##### Task material #####

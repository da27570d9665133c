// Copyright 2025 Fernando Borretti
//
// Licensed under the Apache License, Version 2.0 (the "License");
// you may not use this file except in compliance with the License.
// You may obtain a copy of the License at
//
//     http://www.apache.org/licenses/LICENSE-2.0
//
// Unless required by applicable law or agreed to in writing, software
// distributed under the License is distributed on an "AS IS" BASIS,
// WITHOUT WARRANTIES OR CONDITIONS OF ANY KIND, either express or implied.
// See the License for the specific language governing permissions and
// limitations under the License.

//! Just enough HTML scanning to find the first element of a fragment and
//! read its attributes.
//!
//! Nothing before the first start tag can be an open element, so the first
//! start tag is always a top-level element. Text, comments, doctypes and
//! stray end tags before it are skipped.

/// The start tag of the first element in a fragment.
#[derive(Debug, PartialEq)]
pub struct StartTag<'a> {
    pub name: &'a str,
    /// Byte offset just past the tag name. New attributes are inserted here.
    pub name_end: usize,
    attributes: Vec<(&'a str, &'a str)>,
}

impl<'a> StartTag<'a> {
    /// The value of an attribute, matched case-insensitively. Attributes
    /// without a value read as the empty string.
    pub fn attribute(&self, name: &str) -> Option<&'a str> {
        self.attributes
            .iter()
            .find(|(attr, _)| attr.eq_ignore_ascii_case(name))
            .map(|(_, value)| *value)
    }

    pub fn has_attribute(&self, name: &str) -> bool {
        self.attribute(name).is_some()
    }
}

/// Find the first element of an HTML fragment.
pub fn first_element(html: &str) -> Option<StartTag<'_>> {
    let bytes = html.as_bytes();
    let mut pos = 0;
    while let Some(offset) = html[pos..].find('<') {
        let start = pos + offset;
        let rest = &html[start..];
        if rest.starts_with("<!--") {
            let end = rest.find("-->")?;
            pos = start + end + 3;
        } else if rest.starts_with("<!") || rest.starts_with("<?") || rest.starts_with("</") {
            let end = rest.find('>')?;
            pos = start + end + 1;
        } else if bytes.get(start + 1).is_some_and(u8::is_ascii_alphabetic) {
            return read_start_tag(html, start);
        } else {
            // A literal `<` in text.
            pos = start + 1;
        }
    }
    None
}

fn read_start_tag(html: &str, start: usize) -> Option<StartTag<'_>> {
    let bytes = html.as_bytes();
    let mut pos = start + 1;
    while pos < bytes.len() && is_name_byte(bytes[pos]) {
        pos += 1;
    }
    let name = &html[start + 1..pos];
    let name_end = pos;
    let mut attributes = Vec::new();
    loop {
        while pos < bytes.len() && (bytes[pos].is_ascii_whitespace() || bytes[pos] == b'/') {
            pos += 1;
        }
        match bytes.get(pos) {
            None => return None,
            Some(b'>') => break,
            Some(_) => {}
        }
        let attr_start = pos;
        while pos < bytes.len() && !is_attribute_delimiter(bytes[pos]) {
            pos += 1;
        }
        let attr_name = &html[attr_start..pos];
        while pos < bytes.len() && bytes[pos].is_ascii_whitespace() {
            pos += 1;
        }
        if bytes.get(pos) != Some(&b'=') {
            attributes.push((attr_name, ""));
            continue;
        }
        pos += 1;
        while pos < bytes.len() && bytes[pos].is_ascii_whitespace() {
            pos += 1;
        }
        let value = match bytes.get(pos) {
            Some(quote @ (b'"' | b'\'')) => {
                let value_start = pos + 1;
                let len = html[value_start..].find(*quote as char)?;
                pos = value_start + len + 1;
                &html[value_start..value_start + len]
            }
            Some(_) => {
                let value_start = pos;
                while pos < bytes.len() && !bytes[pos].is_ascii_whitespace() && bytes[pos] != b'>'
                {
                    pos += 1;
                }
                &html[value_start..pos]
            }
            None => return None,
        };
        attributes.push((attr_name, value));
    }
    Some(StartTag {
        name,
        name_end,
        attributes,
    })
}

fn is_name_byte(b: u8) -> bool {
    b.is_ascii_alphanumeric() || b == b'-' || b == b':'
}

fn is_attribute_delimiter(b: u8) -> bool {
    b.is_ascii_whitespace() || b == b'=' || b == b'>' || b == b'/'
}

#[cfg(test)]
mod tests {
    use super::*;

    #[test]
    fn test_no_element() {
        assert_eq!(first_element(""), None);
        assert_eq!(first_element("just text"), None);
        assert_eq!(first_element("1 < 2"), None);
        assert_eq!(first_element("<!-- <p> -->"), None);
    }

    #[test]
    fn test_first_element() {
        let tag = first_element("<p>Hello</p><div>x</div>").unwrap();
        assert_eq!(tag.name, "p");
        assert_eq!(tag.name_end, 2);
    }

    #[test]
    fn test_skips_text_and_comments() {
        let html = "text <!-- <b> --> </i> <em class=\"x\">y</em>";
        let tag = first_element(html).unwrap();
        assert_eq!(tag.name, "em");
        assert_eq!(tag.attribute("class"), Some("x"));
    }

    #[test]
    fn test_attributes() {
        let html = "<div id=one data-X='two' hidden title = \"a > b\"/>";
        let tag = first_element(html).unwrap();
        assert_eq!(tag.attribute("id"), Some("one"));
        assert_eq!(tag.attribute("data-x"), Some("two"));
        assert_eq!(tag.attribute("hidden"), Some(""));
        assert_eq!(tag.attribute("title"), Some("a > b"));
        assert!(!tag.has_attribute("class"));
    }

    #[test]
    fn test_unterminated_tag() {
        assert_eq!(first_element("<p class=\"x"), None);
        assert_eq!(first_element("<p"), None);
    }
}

#####

Aim of the task:
Find the word "fragment" in the entries. Copy each line that holds it.

Result below:
//! Just enough HTML scanning to find the first element of a fragment and
/// The start tag of the first element in a fragment.
/// Find the first element of an HTML fragment.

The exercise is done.